Volume 9: How to Buy a Visible Practice

Download the PDF version now!

The key location factor in purchasing a practice is visibility. Good visibility can save you promotion and advertising dollars by letting potential patients know there is a dental practice in the area. This is why dentists will pay a premium rent to be in an enclosed mall. Typically, mall rent will be 8.5% of the gross fees rather than the 6.8% in most other locations. Good signage and a main floor location make it easy for patients to find the practice.

Other factors to consider when trying to find a visible location for your practice include:

  • Parking. Free parking is a plus when building your practice. In existingpractices where there is limited parking, patients are used to it but it may not be conducive to attracting new patients.
  • Proximity to a medical practice. Combining with a medical practice or being adjacent to one could be a positive experience. The medical practice may attract many new patients and some of these could flow into your practice.
  • Composition of the community. The ethnic composition of the community should be considered, especially in metropolitan areas such as Toronto where pockets of certain nationalities could have a positive or negative impact on your success.
  • Medical/dental buildings. Purchasing a practice in a medical or dental facility where there are already multiple dental practices could prove difficult. But this type of situation could have a positive outcome if there are dentists in the building who are considering retiring over the next few years. Their practices could be incorporated into yours.
  • Residential neighbourhoods. Locating in a residential area is preferable over being in a commercial area as the practice could get lost among the other commercial enterprises.
  • Community growth. Many purchasers are looking for expanding communities to enhance their new patient count. A recent valuation of a practice that was set up in an expanding area that did not have other plazas or malls to compete with revealed an exceptional new patient count. This, in turn, gave rise to rapid growth of the practice. In established areas there are fewer new practices being set up and as a result the patient base is quite stable.
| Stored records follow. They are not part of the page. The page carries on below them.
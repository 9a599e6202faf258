//! Overlay Node Adapter (C2): the thin contract surface the forwarder
//! engines consume. Everything libp2p-specific is confined to this module
//! and its children; `forward::*` only ever sees [`OverlayNode`],
//! [`Listener`], and [`OverlayEndpoint`].

mod behaviour;
mod endpoint;
mod node;

pub use endpoint::{DatagramChannel, DatagramReceiver, DatagramSender, OverlayEndpoint};
pub use node::{OverlayConfig, OverlayNode};

use thiserror::Error;
use tokio::sync::mpsc;

use crate::error::PeerNotFound;

/// Which view of a session an engine opens. An engine commits to one kind
/// for the lifetime of a sub-keypair; mixing views on one session is a
/// latent bug the spec explicitly calls out.
#[derive(Debug, Clone, Copy, PartialEq, Eq)]
pub enum EndpointKind {
    Stream,
    Datagram,
}

/// A bound listener for one sub-keypair. Each accepted session becomes one
/// `OverlayEndpoint` of the kind the listener was opened with.
pub struct Listener {
    pub(crate) rx: mpsc::Receiver<OverlayEndpoint>,
}

impl Listener {
    /// Await the next inbound session. Returns `None` once the listener is
    /// dropped by the node (process shutdown).
    pub async fn accept(&mut self) -> Option<OverlayEndpoint> {
        self.rx.recv().await
    }
}

#[derive(Debug, Error)]
pub enum ConnectError {
    #[error(transparent)]
    PeerNotFound(#[from] PeerNotFound),
    #[error("failed to establish connection: {0}")]
    Dial(String),
    #[error("failed to open stream: {0}")]
    Stream(String),
}
//! Exercises the shared bridging discipline (spec.md §4.3.4, §8) directly
//! over in-memory duplex pipes, without bringing up an overlay node; the
//! Bridge's contract is independent of which transport sits on either side.

use std::time::Duration;

use tokio::io::{AsyncReadExt, AsyncWriteExt};
use tunnelmesh::forward::bridge::{bridge_duplex, shutdown_all, Bridge, BridgeState};

const IDLE_TIMEOUT: Duration = Duration::from_secs(5);

#[tokio::test]
async fn bytes_written_on_one_side_arrive_intact_on_the_other() {
    let (local, mut local_peer) = tokio::io::duplex(4096);
    let (remote, mut remote_peer) = tokio::io::duplex(4096);
    let (local_r, local_w) = tokio::io::split(local);
    let (remote_r, remote_w) = tokio::io::split(remote);

    let bridge = Bridge::new("test-echo");
    let pump = tokio::spawn(bridge_duplex(
        bridge,
        local_r,
        local_w,
        remote_r,
        remote_w,
        IDLE_TIMEOUT,
        true,
    ));

    local_peer.write_all(b"ping\n").await.unwrap();
    let mut buf = [0u8; 5];
    remote_peer.read_exact(&mut buf).await.unwrap();
    assert_eq!(&buf, b"ping\n");

    remote_peer.write_all(b"pong\n").await.unwrap();
    let mut buf2 = [0u8; 5];
    local_peer.read_exact(&mut buf2).await.unwrap();
    assert_eq!(&buf2, b"pong\n");

    drop(local_peer);
    drop(remote_peer);
    pump.await.unwrap();
}

#[tokio::test]
async fn half_close_on_one_side_leaves_the_other_direction_open() {
    let (local, mut local_peer) = tokio::io::duplex(4096);
    let (remote, mut remote_peer) = tokio::io::duplex(4096);
    let (local_r, local_w) = tokio::io::split(local);
    let (remote_r, remote_w) = tokio::io::split(remote);

    let bridge = Bridge::new("test-half-close");
    let pump = tokio::spawn(bridge_duplex(
        bridge,
        local_r,
        local_w,
        remote_r,
        remote_w,
        IDLE_TIMEOUT,
        true,
    ));

    // Local finishes writing (shuts its write half down); remote must still
    // be able to send a reply and have it observed before EOF.
    local_peer.shutdown().await.unwrap();

    remote_peer.write_all(b"bye\n").await.unwrap();
    let mut buf = [0u8; 4];
    local_peer.read_exact(&mut buf).await.unwrap();
    assert_eq!(&buf, b"bye\n");

    drop(remote_peer);
    pump.await.unwrap();
}

#[tokio::test]
async fn half_close_transitions_bridge_state_and_destroy_follows_the_other_side() {
    let (local, local_peer) = tokio::io::duplex(4096);
    let (remote, remote_peer) = tokio::io::duplex(4096);
    let (local_r, local_w) = tokio::io::split(local);
    let (remote_r, remote_w) = tokio::io::split(remote);

    let bridge = Bridge::new("test-state-machine");
    let handle = bridge.clone();
    let pump = tokio::spawn(bridge_duplex(
        bridge,
        local_r,
        local_w,
        remote_r,
        remote_w,
        IDLE_TIMEOUT,
        true,
    ));

    drop(local_peer);
    // Give the pump loop a turn to observe local EOF and update the state.
    tokio::time::sleep(Duration::from_millis(20)).await;
    assert_eq!(handle.state(), BridgeState::HalfClosedLocal);

    drop(remote_peer);
    pump.await.unwrap();
    assert_eq!(handle.state(), BridgeState::Destroyed);
}

#[tokio::test]
async fn destroy_latch_is_write_once_and_idempotent() {
    let bridge = Bridge::new("test-destroy");
    assert!(!bridge.is_destroyed());
    assert!(bridge.mark_destroyed());
    assert!(bridge.is_destroyed());
    // Every subsequent call is a no-op per the "cleanup is idempotent" invariant.
    assert!(!bridge.mark_destroyed());
    assert!(!bridge.mark_destroyed());
    assert_eq!(bridge.state(), BridgeState::Destroyed);
}

#[tokio::test]
async fn idle_timeout_destroys_the_bridge() {
    let (local, _local_peer) = tokio::io::duplex(4096);
    let (remote, _remote_peer) = tokio::io::duplex(4096);
    let (local_r, local_w) = tokio::io::split(local);
    let (remote_r, remote_w) = tokio::io::split(remote);

    let bridge = Bridge::new("test-idle-timeout");
    let handle = bridge.clone();
    let pump = bridge_duplex(
        bridge,
        local_r,
        local_w,
        remote_r,
        remote_w,
        Duration::from_millis(50),
        true,
    );
    pump.await;
    assert!(handle.is_destroyed());
}

#[tokio::test]
async fn shutdown_all_closes_a_live_bridge_within_the_grace_period() {
    let (local, _local_peer) = tokio::io::duplex(4096);
    let (remote, _remote_peer) = tokio::io::duplex(4096);
    let (local_r, local_w) = tokio::io::split(local);
    let (remote_r, remote_w) = tokio::io::split(remote);

    let bridge = Bridge::new("test-shutdown-all");
    let handle = bridge.clone();
    let pump = tokio::spawn(bridge_duplex(
        bridge,
        local_r,
        local_w,
        remote_r,
        remote_w,
        Duration::from_secs(30),
        true,
    ));

    shutdown_all(Duration::from_secs(1)).await;
    pump.await.unwrap();
    assert!(handle.is_destroyed());
}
There are practices with excellent patient bases in less than desirable facilities. These practices can be moved to a more contemporary setting in a nearby location. The number of years left on the lease will be the key in the moveability of the practice. Senior dentists should keep a short lease so that the practice can be moved after it is sold to a new buyer.